Behold the Aladdin®, clothed
Ta-daaa! Behold the Aladdin®, gloriously nude

        


We played and played and played in that big boat, sometimes one kid per oar, sometimes two. We could row for hundreds of yards up and down along the beach, without ever being in danger either of tipping it over, or falling out and drowning.  Even four-year-olds find it tough to drown in plain sight in only a foot of water.
            Years later, my Dad would get me up at dawn to go deep trolling for Lake Trout. He would row steadily along on the dark, calm water, the paired oar eddies swirling off into the distance. I would be in charge of the fishing rod – silver spoon flashing invisibly, way down at the end of 300 feet of heavy, stiff, steel line, the better to sink it down  into the inky blackness at 75 feet, where the fish were in summer. I once put on a friend's scuba tank and pulled myself down a water intake hose on another, similar, northern lake. At about six feet down, the bath-like upper layer ended and the cold lower layer of the lake began. At about ten feet down, the light vanished. It was like sticking my head in a coalsack. My breathing became quite rapid. Not my cup of tea, haha.
The Williams® Wabler® has its own simple beauty.

We took no cameras out there, but I remember his hands on the oars; fatherly, somehow wise, competent and caring all at once. The morning mists meant we would push off and row away from the dew-damp beach into gray, still, clammy nothingness. Frequently we saw families of Loons – I have never read that they are communal birds, but it was not uncommon, then, to see a dozen at a time with their little ones, fishing along the edge of the drop-off.

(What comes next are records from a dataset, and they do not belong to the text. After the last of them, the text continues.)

use endo::instruction::{ArrayIndex, Instruction};
use log::debug;

use crate::environment::VariableStore;
use crate::error::RuntimeError;
use crate::runtime_value::Value;

/// Evaluate one instruction against the store.
///
/// `Ok(Some(line))` is a line to print and `Ok(None)` a silent store update.
/// Every `Err` is recoverable: its `Display` is the line to print in place of
/// the instruction's output.
pub fn evaluate(
    instruction: &Instruction,
    store: &mut VariableStore,
) -> Result<Option<String>, RuntimeError> {
    match instruction {
        Instruction::Assign { name, value, .. } => {
            debug!("{} <- text {:?}", name, value);
            store.set(name, Value::Text(value.clone()));
            Ok(None)
        }

        Instruction::PrintLiteral { text, .. } => Ok(Some(text.clone())),

        Instruction::PrintVariable { name, .. } => match store.get(name) {
            Some(value) => Ok(Some(value.to_string())),
            None => Err(RuntimeError::UndefinedVariable(name.clone())),
        },

        Instruction::DeclareArray { name, elements, .. } => {
            let elements: Vec<String> = elements.iter().map(|e| e.trim().to_string()).collect();
            debug!("{} <- list of {}", name, elements.len());
            store.set(name, Value::List(elements));
            Ok(None)
        }

        Instruction::AccessArray {
            target,
            array,
            index,
            ..
        } => {
            let element = lookup_element(store, array, index)?.to_string();
            debug!("{} <- {}[{}]", target, array, index);
            store.set(target, Value::Text(element));
            Ok(None)
        }

        Instruction::StandaloneArrayAccess { array, index, .. } => {
            lookup_element(store, array, index).map(|element| Some(element.to_string()))
        }
    }
}

/// Fetch `array[index]`, checking that `array` holds a list first.
fn lookup_element<'s>(
    store: &'s VariableStore,
    array: &str,
    index: &ArrayIndex,
) -> Result<&'s str, RuntimeError> {
    let elements = match store.get(array) {
        Some(Value::List(elements)) => elements,
        Some(other) => {
            debug!("{} holds {}, not a list", array, other.type_name());
            return Err(RuntimeError::NotAnArray(array.to_string()));
        }
        None => return Err(RuntimeError::NotAnArray(array.to_string())),
    };

    index
        .position(elements.len())
        .map(|i| elements[i].as_str())
        .ok_or_else(|| RuntimeError::IndexOutOfBounds(index.to_string()))
}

Watching an Osprey splashdown in the middle of the still lake and haul away a fish was always spellbinding, but never a surprise.

            The boat, sadly, rotted away many years ago – an age ago -- and I think there are no vestiges of it left, not even those great oars, but I still can see those dark-grained oak planks in my mind’s eye, nailheads and screws covered with twenty years or more of peeling varnish, and I can well imagine the two brothers grinning at each other as they assembled something beautiful from scattered bits and pieces of unrelated objects, fashioned into an almost-alive creation, that now seems like a faithful big brown dog, one that herded us, protected us, was the font of wonderful pirate play and sand-ball depth-charge wars.  In my case, at least, it was the inspiration for a lifetime of fooling around in boats. More on that later.

* of course a reference to The Wind in the Willows"There is nothing — absolute nothing — half so much worth doing as simply messing about in boats."